_What you should do_
Give an exact copy of the lines from the beginning of the listing below to the "use tracing::debug;" line, inclusive.

_Data shown_
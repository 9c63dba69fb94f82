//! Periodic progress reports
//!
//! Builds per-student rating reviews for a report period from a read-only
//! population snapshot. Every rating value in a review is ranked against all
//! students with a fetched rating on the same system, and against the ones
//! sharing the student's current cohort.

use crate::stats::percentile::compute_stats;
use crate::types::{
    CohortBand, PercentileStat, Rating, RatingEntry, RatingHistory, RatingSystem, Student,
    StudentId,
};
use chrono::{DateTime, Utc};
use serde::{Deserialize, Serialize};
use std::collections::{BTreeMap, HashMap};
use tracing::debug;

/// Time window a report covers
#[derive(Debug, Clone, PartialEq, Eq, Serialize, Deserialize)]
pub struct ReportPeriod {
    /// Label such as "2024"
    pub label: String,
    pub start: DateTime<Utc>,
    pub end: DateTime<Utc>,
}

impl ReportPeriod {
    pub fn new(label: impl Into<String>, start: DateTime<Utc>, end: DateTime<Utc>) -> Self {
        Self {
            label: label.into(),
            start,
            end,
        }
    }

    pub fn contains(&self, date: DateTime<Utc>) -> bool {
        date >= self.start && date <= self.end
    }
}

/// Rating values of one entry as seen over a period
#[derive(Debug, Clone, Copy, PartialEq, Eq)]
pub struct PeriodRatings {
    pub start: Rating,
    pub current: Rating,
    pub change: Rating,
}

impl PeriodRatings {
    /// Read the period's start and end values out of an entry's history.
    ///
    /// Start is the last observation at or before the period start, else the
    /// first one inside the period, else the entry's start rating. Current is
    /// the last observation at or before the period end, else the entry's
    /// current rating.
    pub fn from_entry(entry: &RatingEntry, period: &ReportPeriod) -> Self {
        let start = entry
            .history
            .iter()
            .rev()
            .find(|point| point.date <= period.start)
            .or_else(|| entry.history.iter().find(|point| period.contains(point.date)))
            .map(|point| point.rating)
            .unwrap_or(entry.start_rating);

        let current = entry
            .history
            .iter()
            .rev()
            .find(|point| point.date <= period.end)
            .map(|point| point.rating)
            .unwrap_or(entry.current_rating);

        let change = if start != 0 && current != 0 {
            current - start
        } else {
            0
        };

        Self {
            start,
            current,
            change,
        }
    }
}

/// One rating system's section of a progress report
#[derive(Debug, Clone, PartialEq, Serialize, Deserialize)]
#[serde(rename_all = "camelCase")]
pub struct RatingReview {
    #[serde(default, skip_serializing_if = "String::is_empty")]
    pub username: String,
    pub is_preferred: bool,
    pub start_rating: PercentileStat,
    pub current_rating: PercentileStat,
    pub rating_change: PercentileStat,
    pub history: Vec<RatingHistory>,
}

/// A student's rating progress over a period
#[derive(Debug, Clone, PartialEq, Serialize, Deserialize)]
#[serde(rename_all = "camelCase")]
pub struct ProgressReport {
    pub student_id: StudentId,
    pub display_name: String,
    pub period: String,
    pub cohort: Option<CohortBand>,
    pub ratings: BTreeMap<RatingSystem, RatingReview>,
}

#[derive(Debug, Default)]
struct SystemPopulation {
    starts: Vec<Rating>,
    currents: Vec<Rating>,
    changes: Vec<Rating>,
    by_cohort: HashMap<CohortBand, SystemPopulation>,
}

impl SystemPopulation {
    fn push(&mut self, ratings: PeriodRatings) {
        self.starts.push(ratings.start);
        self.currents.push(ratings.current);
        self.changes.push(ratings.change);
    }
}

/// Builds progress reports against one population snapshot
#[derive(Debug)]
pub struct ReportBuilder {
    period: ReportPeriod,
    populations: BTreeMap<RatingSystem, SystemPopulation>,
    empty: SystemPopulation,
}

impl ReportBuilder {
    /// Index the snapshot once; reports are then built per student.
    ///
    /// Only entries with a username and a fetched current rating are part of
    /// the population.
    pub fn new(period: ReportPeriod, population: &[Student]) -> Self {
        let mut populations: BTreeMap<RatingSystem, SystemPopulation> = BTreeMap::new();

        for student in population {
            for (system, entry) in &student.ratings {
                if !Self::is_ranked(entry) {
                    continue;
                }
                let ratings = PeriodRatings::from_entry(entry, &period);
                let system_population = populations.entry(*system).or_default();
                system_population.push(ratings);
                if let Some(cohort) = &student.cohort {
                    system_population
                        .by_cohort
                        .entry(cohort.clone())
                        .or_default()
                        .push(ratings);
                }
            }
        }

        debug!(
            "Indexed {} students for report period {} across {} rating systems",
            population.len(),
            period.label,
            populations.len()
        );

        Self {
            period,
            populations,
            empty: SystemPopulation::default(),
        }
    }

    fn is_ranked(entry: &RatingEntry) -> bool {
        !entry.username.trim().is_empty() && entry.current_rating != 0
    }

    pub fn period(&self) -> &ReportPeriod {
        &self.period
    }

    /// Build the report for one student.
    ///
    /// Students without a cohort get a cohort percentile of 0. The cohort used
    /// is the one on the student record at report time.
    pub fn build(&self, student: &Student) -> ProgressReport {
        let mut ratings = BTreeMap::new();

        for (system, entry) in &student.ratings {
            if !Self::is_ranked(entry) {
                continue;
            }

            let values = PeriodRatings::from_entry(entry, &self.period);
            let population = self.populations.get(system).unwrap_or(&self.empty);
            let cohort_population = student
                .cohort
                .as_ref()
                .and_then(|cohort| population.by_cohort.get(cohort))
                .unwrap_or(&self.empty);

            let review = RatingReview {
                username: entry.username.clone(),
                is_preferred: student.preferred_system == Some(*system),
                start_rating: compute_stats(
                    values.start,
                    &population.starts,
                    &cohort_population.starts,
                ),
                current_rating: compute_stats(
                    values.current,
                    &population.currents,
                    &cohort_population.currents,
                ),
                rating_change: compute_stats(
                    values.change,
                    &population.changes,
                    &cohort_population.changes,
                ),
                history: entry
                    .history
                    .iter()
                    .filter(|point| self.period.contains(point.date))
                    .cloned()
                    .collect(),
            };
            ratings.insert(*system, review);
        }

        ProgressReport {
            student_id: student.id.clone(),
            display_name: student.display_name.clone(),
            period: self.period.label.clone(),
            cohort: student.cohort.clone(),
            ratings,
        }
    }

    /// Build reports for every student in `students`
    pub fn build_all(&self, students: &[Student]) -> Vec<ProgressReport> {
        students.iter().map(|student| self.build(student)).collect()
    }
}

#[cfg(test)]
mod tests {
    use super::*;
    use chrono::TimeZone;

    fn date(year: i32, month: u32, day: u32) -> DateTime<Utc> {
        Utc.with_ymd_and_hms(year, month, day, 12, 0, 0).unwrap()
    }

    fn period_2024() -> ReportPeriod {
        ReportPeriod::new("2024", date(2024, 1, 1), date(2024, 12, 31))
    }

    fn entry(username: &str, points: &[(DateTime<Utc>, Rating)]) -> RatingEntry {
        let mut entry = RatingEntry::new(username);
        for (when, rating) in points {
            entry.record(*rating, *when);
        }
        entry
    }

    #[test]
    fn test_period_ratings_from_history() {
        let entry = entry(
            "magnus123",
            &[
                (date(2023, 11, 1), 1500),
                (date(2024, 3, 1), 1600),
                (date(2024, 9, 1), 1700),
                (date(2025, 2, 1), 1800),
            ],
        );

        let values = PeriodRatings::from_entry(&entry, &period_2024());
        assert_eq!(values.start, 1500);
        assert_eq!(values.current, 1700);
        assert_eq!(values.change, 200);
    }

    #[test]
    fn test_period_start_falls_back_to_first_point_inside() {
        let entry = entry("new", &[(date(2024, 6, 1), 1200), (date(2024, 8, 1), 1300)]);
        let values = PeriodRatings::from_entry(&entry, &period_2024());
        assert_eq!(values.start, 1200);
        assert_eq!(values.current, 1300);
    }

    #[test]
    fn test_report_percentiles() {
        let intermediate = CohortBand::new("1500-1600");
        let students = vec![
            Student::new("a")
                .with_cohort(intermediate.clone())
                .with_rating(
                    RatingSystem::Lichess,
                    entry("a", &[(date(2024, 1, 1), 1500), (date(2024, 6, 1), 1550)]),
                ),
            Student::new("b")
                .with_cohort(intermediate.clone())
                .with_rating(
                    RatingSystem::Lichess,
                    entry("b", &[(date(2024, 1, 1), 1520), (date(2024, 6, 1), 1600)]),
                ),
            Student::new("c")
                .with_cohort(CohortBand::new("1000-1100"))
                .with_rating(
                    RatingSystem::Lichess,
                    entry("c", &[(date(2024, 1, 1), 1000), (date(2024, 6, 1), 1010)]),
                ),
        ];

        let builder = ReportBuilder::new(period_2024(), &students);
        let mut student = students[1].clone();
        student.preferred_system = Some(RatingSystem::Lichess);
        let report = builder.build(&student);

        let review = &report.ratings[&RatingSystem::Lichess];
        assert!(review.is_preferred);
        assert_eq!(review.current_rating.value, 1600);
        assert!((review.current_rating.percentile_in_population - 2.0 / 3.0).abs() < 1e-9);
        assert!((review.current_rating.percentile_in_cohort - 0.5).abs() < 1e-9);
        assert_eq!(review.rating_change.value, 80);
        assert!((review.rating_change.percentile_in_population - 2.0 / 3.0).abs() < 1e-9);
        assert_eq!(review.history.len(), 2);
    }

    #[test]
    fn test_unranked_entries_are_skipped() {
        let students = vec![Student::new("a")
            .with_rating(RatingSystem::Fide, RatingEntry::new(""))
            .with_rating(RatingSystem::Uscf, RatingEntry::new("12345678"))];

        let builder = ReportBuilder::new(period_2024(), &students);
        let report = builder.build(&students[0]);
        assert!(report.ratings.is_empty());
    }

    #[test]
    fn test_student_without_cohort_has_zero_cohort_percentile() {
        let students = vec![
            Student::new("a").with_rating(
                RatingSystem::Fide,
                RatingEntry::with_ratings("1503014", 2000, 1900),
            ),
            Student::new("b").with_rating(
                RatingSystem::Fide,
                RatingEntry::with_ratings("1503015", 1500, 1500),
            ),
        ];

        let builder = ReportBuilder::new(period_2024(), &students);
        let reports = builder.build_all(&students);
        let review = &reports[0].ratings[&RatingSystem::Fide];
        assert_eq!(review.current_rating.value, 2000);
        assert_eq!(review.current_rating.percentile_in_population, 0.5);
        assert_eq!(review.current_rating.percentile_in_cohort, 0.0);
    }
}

_Response area_
repository 9c63dba69fb94f82
//! Periodic progress reports
//!
//! Builds per-student rating reviews for a report period from a read-only
//! population snapshot. Every rating value in a review is ranked against all
//! students with a fetched rating on the same system, and against the ones
//! sharing the student's current cohort.

use crate::stats::percentile::compute_stats;
use crate::types::{
    CohortBand, PercentileStat, Rating, RatingEntry, RatingHistory, RatingSystem, Student,
    StudentId,
};
use chrono::{DateTime, Utc};
use serde::{Deserialize, Serialize};
use std::collections::{BTreeMap, HashMap};
use tracing::debug;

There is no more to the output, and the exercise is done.